**EXERCISE GOAL:** Reproduce word for word, from the entries below, the line with "filename pcd-parser/src/decoder.rs", the line with "unit to millimeters).", and every line between them, and nothing more.
##### RECORDS FOR PROCESSING #####
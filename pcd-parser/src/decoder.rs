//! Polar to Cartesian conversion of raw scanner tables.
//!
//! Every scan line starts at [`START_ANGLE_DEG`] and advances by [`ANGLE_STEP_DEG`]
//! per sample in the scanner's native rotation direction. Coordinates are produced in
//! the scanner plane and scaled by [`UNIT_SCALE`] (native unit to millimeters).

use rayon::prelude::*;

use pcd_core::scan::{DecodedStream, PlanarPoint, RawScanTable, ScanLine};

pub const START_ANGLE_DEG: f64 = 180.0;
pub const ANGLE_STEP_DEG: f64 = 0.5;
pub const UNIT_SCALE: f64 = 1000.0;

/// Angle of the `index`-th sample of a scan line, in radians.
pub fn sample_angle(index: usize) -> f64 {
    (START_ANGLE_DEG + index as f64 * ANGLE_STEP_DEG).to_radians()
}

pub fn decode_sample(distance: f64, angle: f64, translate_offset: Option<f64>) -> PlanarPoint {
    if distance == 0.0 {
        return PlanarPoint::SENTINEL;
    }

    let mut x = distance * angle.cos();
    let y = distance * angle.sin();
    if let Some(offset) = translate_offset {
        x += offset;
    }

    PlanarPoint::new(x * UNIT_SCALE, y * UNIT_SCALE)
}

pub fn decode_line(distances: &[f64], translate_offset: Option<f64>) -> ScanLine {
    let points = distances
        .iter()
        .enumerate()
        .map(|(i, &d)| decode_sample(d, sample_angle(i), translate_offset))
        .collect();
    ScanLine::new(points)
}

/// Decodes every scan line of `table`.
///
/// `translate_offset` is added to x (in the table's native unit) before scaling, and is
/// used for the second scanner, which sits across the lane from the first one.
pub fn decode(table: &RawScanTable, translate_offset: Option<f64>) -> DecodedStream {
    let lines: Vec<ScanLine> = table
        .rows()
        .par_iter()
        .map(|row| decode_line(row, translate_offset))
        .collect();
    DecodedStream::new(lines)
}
#####
##### RECORDS FOR PROCESSING #####
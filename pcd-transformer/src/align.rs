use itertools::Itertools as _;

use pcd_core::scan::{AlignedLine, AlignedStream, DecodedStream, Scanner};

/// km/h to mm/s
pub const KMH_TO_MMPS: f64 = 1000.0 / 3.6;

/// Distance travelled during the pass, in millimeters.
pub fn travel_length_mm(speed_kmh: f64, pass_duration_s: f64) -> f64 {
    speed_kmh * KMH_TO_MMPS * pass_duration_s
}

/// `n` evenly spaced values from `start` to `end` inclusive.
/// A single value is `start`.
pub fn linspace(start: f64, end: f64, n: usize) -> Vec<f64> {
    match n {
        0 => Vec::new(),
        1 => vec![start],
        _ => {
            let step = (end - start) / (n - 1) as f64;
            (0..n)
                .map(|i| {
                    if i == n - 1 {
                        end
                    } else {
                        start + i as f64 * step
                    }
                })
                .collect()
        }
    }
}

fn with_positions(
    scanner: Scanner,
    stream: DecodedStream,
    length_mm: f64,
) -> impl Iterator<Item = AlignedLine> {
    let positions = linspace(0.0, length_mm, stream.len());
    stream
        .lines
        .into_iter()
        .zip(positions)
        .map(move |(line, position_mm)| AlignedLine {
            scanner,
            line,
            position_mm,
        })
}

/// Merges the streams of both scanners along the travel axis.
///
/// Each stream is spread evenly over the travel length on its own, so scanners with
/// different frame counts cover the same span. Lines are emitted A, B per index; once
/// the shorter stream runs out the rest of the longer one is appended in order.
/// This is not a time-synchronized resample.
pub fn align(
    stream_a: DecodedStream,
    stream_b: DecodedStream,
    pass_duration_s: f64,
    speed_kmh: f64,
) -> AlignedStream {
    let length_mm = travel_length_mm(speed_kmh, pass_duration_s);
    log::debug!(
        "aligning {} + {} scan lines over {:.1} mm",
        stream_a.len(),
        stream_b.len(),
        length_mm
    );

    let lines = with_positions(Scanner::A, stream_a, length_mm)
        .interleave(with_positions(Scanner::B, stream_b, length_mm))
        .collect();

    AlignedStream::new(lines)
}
#####
**WORKED SOLUTION:**
filename pcd-parser/src/decoder.rs
//! Polar to Cartesian conversion of raw scanner tables.
//!
//! Every scan line starts at [`START_ANGLE_DEG`] and advances by [`ANGLE_STEP_DEG`]
//! per sample in the scanner's native rotation direction. Coordinates are produced in
//! the scanner plane and scaled by [`UNIT_SCALE`] (native unit to millimeters).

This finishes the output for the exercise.